Exercise requirements:
Pull out every line below that holds the word "traits".

Provided data:
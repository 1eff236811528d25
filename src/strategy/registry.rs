//! Name → factory table for runtime strategy selection

use std::collections::{BTreeMap, BTreeSet};
use tracing::{info, warn};

use crate::common::errors::{Result, TraderError};
use crate::strategy::fifty_fifty::FiftyFifty;
use crate::strategy::plus_two_minus_two::PlusTwoMinusTwo;
use crate::strategy::traits::BoxedStrategy;
use crate::strategy::types::{StrategyAction, StrategyContext, StrategyParams};

/// Builds a fresh strategy instance
pub type StrategyFactory = fn(&StrategyParams) -> BoxedStrategy;

/// Strategies compiled into the binary
pub const BUILTIN_STRATEGIES: &[(&str, StrategyFactory)] = &[
    (FiftyFifty::NAME, FiftyFifty::boxed),
    (PlusTwoMinusTwo::NAME, PlusTwoMinusTwo::boxed),
];

struct ActiveStrategy {
    name: String,
    strategy: BoxedStrategy,
}

/// Holds the registered factories and the one active strategy
///
/// Once a selection has succeeded there is always an active strategy: a
/// failed selection leaves the previous one in place.
pub struct StrategyRegistry {
    factories: BTreeMap<String, StrategyFactory>,
    params: StrategyParams,
    active: Option<ActiveStrategy>,
}

impl StrategyRegistry {
    /// Create an empty registry
    pub fn new(params: StrategyParams) -> Self {
        Self {
            factories: BTreeMap::new(),
            params,
            active: None,
        }
    }

    /// Create a registry preloaded with [`BUILTIN_STRATEGIES`]
    pub fn with_builtin(params: StrategyParams) -> Self {
        let mut registry = Self::new(params);
        for (name, factory) in BUILTIN_STRATEGIES {
            registry.register(*name, *factory);
        }
        registry
    }

    /// Register a factory; an existing entry with the same name is replaced
    pub fn register(&mut self, name: impl Into<String>, factory: StrategyFactory) {
        self.factories.insert(name.into(), factory);
    }

    /// Identifiers of every registered strategy
    pub fn list_available(&self) -> BTreeSet<String> {
        self.factories.keys().cloned().collect()
    }

    /// Build the named strategy and make it active
    pub fn select(&mut self, name: &str) -> Result<()> {
        let Some(factory) = self.factories.get(name) else {
            warn!(
                strategy = %name,
                active = ?self.active_name(),
                "could not select strategy, keeping current one"
            );
            return Err(TraderError::StrategyNotFound(name.to_string()));
        };

        let strategy = factory(&self.params);
        self.active = Some(ActiveStrategy {
            name: name.to_string(),
            strategy,
        });
        info!(strategy = %name, "changed selected strategy");
        Ok(())
    }

    /// Identifier of the active strategy
    pub fn active_name(&self) -> Option<&str> {
        self.active.as_ref().map(|a| a.name.as_str())
    }

    /// Run the active strategy; `None` when nothing is selected
    pub fn determine_action(&mut self, ctx: &StrategyContext) -> Option<StrategyAction> {
        self.active
            .as_mut()
            .and_then(|a| a.strategy.determine_action(ctx))
    }
}
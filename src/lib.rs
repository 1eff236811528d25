//! KrakenTrader Library
//!
//! An automated trading client for the Kraken exchange: streamed tickers and
//! balances feed a pluggable strategy that is evaluated on a fixed interval,
//! and its Buy/Sell proposals are balance-checked before a market order is
//! placed.

pub mod common;
pub mod config;
pub mod kraken;
pub mod logging;
pub mod store;
pub mod strategy;
pub mod trader;

// Re-export commonly used types
pub use common::errors::{Result, TraderError};
pub use common::traits::{ExchangeClient, SharedExchangeClient};
pub use common::types::{
    BalanceSnapshot, BalanceUpdate, MarketEvent, OrderReceipt, Side, SubscriptionId, Ticker,
    TickerUpdate,
};
pub use config::{load_config, AppConfig};
pub use kraken::KrakenClient;
pub use store::{BalanceStore, TickerStore};
pub use trader::{DryRunClient, Trader, TraderHandle, TraderState};

// Strategy types
pub use strategy::{
    ActionType, BoxedStrategy, Strategy, StrategyAction, StrategyContext, StrategyParams,
    StrategyRegistry,
};
//! Main Kraken client that combines REST and WebSocket functionality

use async_trait::async_trait;
use parking_lot::{Mutex, RwLock};
use rust_decimal::Decimal;
use std::collections::HashMap;
use std::sync::atomic::{AtomicU64, Ordering};
use tracing::{debug, info, instrument, warn};

use super::messages::{AddOrderParams, AddOrderResult, SubscriptionParams};
use super::rest::KrakenRestClient;
use super::websocket::{ticker_route, KrakenWebSocketClient, BALANCES_ROUTE};
use crate::common::channels::EventSender;
use crate::common::errors::{Result, TraderError};
use crate::common::traits::ExchangeClient;
use crate::common::types::{OrderReceipt, Side, SubscriptionId, SymbolPair};
use crate::config::KrakenConfig;

#[derive(Debug, Clone, PartialEq, Eq)]
enum ActiveSubscription {
    Ticker(String),
    Balances,
}

/// Combined Kraken client: public socket for tickers, authenticated socket
/// for balances and orders
///
/// Without API credentials only the public socket is opened; balance
/// subscriptions and orders then fail with an authentication error.
pub struct KrakenClient {
    /// REST API client, used for the socket session token
    rest_client: KrakenRestClient,
    /// Public market data socket
    public_ws: KrakenWebSocketClient,
    /// Authenticated socket, present when credentials are configured
    private_ws: Option<KrakenWebSocketClient>,
    /// Session token for the authenticated socket
    token: RwLock<Option<String>>,
    subscriptions: Mutex<HashMap<SubscriptionId, ActiveSubscription>>,
    next_subscription_id: AtomicU64,
}

impl KrakenClient {
    /// Create a new Kraken client from configuration
    pub fn new(config: KrakenConfig) -> Result<Self> {
        let rest_client = KrakenRestClient::with_timeout(&config.rest_url, config.request_timeout())?;

        let public_ws = KrakenWebSocketClient::new(&config.websocket_url, "public")
            .with_heartbeat_interval(config.heartbeat_interval_seconds)
            .with_request_timeout(config.request_timeout());

        let (rest_client, private_ws) = match config.credentials() {
            Some(credentials) => (
                rest_client.with_credentials(credentials),
                Some(
                    KrakenWebSocketClient::new(&config.auth_websocket_url, "private")
                        .with_heartbeat_interval(config.heartbeat_interval_seconds)
                        .with_request_timeout(config.request_timeout()),
                ),
            ),
            None => (rest_client, None),
        };

        Ok(Self {
            rest_client,
            public_ws,
            private_ws,
            token: RwLock::new(None),
            subscriptions: Mutex::new(HashMap::new()),
            next_subscription_id: AtomicU64::new(1),
        })
    }

    /// Get a reference to the REST client
    pub fn rest(&self) -> &KrakenRestClient {
        &self.rest_client
    }

    pub fn is_authenticated(&self) -> bool {
        self.private_ws.is_some()
    }

    fn private_session(&self) -> Result<(&KrakenWebSocketClient, String)> {
        let ws = self.private_ws.as_ref().ok_or_else(|| {
            TraderError::Authentication("API key and secret are required".to_string())
        })?;
        let token = self.token.read().clone().ok_or_else(|| {
            TraderError::Authentication("no session token, connect first".to_string())
        })?;
        Ok((ws, token))
    }

    fn track(&self, subscription: ActiveSubscription) -> SubscriptionId {
        let id = SubscriptionId(self.next_subscription_id.fetch_add(1, Ordering::Relaxed));
        self.subscriptions.lock().insert(id, subscription);
        id
    }
}

#[async_trait]
impl ExchangeClient for KrakenClient {
    #[instrument(skip(self))]
    async fn connect(&self) -> Result<()> {
        self.public_ws.connect().await?;

        match &self.private_ws {
            Some(private_ws) => {
                let token = self.rest_client.get_websockets_token().await?;
                *self.token.write() = Some(token.token);
                private_ws.connect().await?;
            }
            None => warn!("No API credentials configured, balances and orders are unavailable"),
        }

        info!(authenticated = self.is_authenticated(), "Connected to Kraken");
        Ok(())
    }

    #[instrument(skip(self, sender))]
    async fn subscribe_balances(&self, sender: EventSender) -> Result<SubscriptionId> {
        let (ws, token) = self.private_session()?;
        ws.subscribe(
            BALANCES_ROUTE.to_string(),
            SubscriptionParams::balances(&token),
            sender,
        )
        .await?;
        Ok(self.track(ActiveSubscription::Balances))
    }

    #[instrument(skip(self, sender))]
    async fn subscribe_ticker(&self, symbol: &str, sender: EventSender) -> Result<SubscriptionId> {
        SymbolPair::parse(symbol)?;
        self.public_ws
            .subscribe(ticker_route(symbol), SubscriptionParams::ticker(symbol), sender)
            .await?;
        Ok(self.track(ActiveSubscription::Ticker(symbol.to_string())))
    }

    #[instrument(skip(self))]
    async fn unsubscribe(&self, id: SubscriptionId) -> Result<()> {
        let subscription = self.subscriptions.lock().remove(&id);
        match subscription {
            Some(ActiveSubscription::Ticker(symbol)) => {
                self.public_ws
                    .unsubscribe(&ticker_route(&symbol), SubscriptionParams::ticker(&symbol))
                    .await
            }
            Some(ActiveSubscription::Balances) => {
                let (ws, token) = self.private_session()?;
                ws.unsubscribe(BALANCES_ROUTE, SubscriptionParams::balances(&token))
                    .await
            }
            None => {
                debug!(subscription = %id, "unknown subscription, nothing to cancel");
                Ok(())
            }
        }
    }

    #[instrument(skip(self))]
    async fn place_market_order(
        &self,
        symbol: &str,
        side: Side,
        amount: Decimal,
    ) -> Result<OrderReceipt> {
        let (ws, token) = self.private_session()?;
        let response = ws
            .request(
                "add_order",
                Some(AddOrderParams::market(symbol, side, amount, &token)),
            )
            .await?;

        let result: AddOrderResult = response
            .result
            .map(serde_json::from_value)
            .transpose()?
            .ok_or_else(|| TraderError::InvalidResponse("add_order returned no result".to_string()))?;

        Ok(OrderReceipt {
            order_ids: vec![result.order_id],
            symbol: symbol.to_string(),
            side,
            amount,
            description: Some(format!("{} {} {} @ market", side, amount, symbol)),
            placed_at: chrono::Utc::now(),
            simulated: false,
        })
    }

    #[instrument(skip(self))]
    async fn disconnect(&self) -> Result<()> {
        self.public_ws.close().await;
        if let Some(private_ws) = &self.private_ws {
            private_ws.close().await;
        }
        *self.token.write() = None;
        self.subscriptions.lock().clear();
        info!("Disconnected from Kraken");
        Ok(())
    }

    fn exchange_name(&self) -> &'static str {
        "kraken"
    }
}

#[cfg(test)]
mod tests {
    use super::*;
    use crate::common::channels::create_event_channel;
    use rust_decimal_macros::dec;

    #[test]
    fn test_client_creation() {
        let client = KrakenClient::new(KrakenConfig::default()).unwrap();
        assert!(!client.is_authenticated());
        assert_eq!(client.exchange_name(), "kraken");
    }

    #[test]
    fn test_credentials_enable_private_socket() {
        let config = KrakenConfig {
            api_key: Some("key".to_string()),
            api_secret: Some("c2VjcmV0".to_string()),
            ..KrakenConfig::default()
        };
        let client = KrakenClient::new(config).unwrap();
        assert!(client.is_authenticated());
        assert!(client.rest().has_credentials());
    }

    #[tokio::test]
    async fn test_private_calls_need_credentials() {
        let client = KrakenClient::new(KrakenConfig::default()).unwrap();
        let (tx, _rx) = create_event_channel();

        assert!(matches!(
            client.subscribe_balances(tx).await,
            Err(TraderError::Authentication(_))
        ));
        assert!(matches!(
            client.place_market_order("BTC/USD", Side::Buy, dec!(1)).await,
            Err(TraderError::Authentication(_))
        ));
    }

    #[tokio::test]
    async fn test_ticker_symbol_is_validated_before_sending() {
        let client = KrakenClient::new(KrakenConfig::default()).unwrap();
        let (tx, _rx) = create_event_channel();

        assert!(matches!(
            client.subscribe_ticker("XBTUSD", tx).await,
            Err(TraderError::InvalidSymbol(_))
        ));
    }

    #[tokio::test]
    async fn test_unknown_subscription_is_noop() {
        let client = KrakenClient::new(KrakenConfig::default()).unwrap();
        assert!(client.unsubscribe(SubscriptionId(42)).await.is_ok());
    }
}
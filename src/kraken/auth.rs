//! Authentication utilities for the Kraken REST API

use base64::{engine::general_purpose::STANDARD as BASE64, Engine};
use hmac::{Hmac, Mac};
use sha2::{Digest, Sha256, Sha512};

use crate::common::errors::{Result, TraderError};
use crate::config::ApiCredentials;

type HmacSha512 = Hmac<Sha512>;

/// Generate the `API-Sign` value for a private REST call
///
/// `HMAC-SHA512(base64_decode(secret), path || SHA256(nonce || post_data))`,
/// base64 encoded.
///
/// # Arguments
/// * `secret` - API secret (base64 encoded)
/// * `path` - URI path, e.g. `/0/private/GetWebSocketsToken`
/// * `nonce` - Strictly increasing nonce, also present in `post_data`
/// * `post_data` - URL-encoded request body
pub fn sign_request(secret: &str, path: &str, nonce: u64, post_data: &str) -> Result<String> {
    let secret_bytes = BASE64
        .decode(secret)
        .map_err(|e| TraderError::Authentication(format!("Failed to decode secret: {}", e)))?;

    let mut sha = Sha256::new();
    sha.update(nonce.to_string().as_bytes());
    sha.update(post_data.as_bytes());
    let digest = sha.finalize();

    let mut mac = HmacSha512::new_from_slice(&secret_bytes)
        .map_err(|e| TraderError::Authentication(format!("Failed to create HMAC: {}", e)))?;
    mac.update(path.as_bytes());
    mac.update(&digest);

    Ok(BASE64.encode(mac.finalize().into_bytes()))
}

/// Generate a nonce and signature for a private REST call
///
/// `extra_params` are appended to the body after the nonce.
pub fn generate_auth_headers(
    credentials: &ApiCredentials,
    path: &str,
    extra_params: &[(&str, &str)],
) -> Result<AuthHeaders> {
    let nonce = chrono::Utc::now().timestamp_millis() as u64;

    let mut post_data = format!("nonce={}", nonce);
    for (key, value) in extra_params {
        post_data.push_str(&format!("&{}={}", key, value));
    }

    let signature = sign_request(&credentials.api_secret, path, nonce, &post_data)?;

    Ok(AuthHeaders {
        api_key: credentials.api_key.clone(),
        signature,
        nonce,
        post_data,
    })
}

/// Signed request material for one private REST call
#[derive(Debug, Clone)]
pub struct AuthHeaders {
    pub api_key: String,
    pub signature: String,
    pub nonce: u64,
    /// Body that was signed; must be sent unchanged
    pub post_data: String,
}

impl AuthHeaders {
    /// Add the headers and signed body to a reqwest RequestBuilder
    pub fn apply_to_request(&self, request: reqwest::RequestBuilder) -> reqwest::RequestBuilder {
        request
            .header("API-Key", &self.api_key)
            .header("API-Sign", &self.signature)
            .header(
                "Content-Type",
                "application/x-www-form-urlencoded; charset=utf-8",
            )
            .body(self.post_data.clone())
    }
}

Exercise output:
use crate::strategy::traits::BoxedStrategy;
pub use common::traits::{ExchangeClient, SharedExchangeClient};
use crate::common::traits::ExchangeClient;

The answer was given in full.